[[ GIVEN DATA open ]]
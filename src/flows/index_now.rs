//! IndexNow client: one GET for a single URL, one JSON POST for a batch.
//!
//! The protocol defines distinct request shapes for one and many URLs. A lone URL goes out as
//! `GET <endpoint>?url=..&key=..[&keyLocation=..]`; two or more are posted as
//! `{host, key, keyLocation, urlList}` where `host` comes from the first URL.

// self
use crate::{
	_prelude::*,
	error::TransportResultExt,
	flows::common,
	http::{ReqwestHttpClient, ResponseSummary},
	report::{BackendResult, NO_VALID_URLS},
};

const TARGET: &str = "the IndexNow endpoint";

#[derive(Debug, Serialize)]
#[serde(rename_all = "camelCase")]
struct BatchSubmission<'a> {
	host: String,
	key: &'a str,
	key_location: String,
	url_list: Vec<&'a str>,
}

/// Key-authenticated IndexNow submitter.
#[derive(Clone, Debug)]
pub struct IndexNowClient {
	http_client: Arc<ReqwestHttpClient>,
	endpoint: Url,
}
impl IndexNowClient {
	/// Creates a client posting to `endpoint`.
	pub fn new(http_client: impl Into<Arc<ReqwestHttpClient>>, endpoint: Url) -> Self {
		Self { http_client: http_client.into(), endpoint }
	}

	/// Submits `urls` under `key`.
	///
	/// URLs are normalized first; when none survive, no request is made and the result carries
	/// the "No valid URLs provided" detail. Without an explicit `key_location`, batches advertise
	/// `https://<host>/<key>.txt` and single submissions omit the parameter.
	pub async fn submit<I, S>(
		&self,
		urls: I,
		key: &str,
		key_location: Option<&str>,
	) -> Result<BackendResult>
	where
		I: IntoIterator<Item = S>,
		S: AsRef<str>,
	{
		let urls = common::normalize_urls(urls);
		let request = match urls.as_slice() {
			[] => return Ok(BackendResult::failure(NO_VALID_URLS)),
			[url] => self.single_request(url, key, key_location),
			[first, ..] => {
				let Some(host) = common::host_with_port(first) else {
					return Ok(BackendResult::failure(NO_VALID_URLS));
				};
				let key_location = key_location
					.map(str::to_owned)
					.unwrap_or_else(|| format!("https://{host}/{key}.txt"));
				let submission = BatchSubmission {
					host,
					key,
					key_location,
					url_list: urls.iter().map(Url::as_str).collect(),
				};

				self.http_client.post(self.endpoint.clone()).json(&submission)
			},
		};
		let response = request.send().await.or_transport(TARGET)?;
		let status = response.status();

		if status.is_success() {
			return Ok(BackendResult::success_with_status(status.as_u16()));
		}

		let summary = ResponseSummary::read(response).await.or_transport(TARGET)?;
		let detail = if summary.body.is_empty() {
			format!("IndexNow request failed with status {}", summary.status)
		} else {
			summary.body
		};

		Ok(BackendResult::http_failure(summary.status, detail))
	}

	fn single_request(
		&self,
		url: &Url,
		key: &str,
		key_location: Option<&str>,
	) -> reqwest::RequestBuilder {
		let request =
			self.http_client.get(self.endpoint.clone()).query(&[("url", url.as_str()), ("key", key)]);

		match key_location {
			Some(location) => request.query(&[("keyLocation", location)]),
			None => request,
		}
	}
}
[[ GIVEN DATA closed ]]
- DIRECTIONS FOR THIS TASK -
In your answer, include only the lines above starting at the line that holds "pub async fn" and ending at the line that holds "let request = match", copied exactly.

- ANSWER BOX -
	pub async fn submit<I, S>(
		&self,
		urls: I,
		key: &str,
		key_location: Option<&str>,
	) -> Result<BackendResult>
	where
		I: IntoIterator<Item = S>,
		S: AsRef<str>,
	{
		let urls = common::normalize_urls(urls);
		let request = match urls.as_slice() {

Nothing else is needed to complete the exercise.